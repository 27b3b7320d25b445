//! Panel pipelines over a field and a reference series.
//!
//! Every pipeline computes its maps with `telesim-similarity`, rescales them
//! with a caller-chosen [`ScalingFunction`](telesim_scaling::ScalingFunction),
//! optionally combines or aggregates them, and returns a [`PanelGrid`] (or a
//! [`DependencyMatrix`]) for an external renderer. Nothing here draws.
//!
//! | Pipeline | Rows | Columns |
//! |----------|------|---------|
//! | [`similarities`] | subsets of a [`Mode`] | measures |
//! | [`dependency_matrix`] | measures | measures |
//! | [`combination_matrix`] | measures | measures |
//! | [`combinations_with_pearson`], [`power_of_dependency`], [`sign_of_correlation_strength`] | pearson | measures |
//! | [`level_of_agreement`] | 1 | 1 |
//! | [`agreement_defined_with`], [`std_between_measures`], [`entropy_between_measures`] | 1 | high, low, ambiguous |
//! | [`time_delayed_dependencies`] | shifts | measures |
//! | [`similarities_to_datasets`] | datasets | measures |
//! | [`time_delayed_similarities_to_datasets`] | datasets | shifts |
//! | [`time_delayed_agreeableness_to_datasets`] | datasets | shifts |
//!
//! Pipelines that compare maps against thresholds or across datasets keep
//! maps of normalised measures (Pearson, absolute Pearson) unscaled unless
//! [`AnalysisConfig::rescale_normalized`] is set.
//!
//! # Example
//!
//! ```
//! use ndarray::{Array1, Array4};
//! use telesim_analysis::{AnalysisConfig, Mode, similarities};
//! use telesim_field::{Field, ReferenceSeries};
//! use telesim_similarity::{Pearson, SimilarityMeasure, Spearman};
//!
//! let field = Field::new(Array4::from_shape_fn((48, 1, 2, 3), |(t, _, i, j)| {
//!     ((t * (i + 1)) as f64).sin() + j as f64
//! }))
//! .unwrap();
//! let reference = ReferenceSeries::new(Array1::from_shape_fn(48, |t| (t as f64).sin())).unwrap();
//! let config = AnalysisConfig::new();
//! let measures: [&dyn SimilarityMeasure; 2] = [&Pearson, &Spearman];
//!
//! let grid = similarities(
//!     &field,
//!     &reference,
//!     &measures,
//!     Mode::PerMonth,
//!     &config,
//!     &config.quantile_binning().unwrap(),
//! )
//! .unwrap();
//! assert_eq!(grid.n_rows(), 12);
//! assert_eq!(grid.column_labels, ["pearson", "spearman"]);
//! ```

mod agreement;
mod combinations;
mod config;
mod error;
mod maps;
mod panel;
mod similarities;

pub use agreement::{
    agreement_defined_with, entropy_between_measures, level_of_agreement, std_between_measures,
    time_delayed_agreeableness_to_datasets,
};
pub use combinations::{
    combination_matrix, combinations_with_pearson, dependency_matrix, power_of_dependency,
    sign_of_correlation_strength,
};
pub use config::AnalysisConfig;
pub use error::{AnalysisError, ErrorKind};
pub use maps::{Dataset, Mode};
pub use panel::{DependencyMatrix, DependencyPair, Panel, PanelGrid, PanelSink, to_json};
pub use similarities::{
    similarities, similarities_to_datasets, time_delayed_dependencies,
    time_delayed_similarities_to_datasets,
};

━━━━━━━━━━

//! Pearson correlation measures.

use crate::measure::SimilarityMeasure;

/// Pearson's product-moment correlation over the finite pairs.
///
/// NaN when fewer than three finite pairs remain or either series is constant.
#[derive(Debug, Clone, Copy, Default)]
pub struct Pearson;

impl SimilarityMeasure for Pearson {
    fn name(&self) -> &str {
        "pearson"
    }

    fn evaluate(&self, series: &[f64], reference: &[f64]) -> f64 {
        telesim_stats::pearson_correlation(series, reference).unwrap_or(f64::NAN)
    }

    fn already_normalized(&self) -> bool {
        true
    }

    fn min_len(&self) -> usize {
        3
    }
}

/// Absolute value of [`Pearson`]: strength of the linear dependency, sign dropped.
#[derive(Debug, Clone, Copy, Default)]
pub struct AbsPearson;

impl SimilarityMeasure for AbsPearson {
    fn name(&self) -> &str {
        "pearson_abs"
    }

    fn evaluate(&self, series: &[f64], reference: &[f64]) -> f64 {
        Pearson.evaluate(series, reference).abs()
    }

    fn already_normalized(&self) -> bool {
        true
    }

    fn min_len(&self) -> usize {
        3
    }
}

━━━━━━━━━━

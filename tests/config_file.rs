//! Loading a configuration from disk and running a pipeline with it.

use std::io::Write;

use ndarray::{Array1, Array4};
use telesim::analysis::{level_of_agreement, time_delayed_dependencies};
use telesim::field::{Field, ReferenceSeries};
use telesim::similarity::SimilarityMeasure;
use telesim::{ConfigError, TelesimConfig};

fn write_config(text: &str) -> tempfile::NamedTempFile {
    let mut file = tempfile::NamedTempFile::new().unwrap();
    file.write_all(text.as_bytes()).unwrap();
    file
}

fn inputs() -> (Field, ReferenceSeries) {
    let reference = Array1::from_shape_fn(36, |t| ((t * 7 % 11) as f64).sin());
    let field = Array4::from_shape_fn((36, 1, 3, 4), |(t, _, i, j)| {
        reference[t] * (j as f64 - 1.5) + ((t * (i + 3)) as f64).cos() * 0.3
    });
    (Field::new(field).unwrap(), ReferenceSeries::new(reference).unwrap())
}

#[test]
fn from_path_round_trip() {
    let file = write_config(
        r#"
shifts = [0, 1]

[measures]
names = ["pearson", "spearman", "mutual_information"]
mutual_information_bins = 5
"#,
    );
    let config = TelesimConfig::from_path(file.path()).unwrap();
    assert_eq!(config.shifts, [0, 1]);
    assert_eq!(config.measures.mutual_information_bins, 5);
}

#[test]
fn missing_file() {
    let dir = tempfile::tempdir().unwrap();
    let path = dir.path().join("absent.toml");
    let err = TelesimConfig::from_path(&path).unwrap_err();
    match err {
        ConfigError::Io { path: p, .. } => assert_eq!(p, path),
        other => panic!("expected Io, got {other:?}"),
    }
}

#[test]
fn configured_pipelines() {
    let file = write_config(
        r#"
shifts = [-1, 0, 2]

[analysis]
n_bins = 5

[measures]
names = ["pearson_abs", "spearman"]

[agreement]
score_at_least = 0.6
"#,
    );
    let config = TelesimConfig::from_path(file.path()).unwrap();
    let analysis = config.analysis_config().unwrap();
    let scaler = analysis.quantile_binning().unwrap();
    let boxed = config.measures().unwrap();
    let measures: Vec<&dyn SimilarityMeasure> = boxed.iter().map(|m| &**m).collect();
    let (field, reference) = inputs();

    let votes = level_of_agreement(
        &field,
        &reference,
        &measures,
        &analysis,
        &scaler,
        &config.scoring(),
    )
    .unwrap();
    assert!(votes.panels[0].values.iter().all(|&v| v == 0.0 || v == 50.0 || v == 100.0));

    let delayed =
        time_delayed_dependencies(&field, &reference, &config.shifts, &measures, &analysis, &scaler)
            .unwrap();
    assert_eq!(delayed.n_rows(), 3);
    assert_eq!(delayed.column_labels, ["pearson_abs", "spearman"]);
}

━━━━━━━━━━

» **REQUIRED WORK**
Please list every line of the records that contains "Mode".

» **COMPLETED TASK**
//! | [`similarities`] | subsets of a [`Mode`] | measures |
//! use telesim_analysis::{AnalysisConfig, Mode, similarities};
//!     Mode::PerMonth,
pub use maps::{Dataset, Mode};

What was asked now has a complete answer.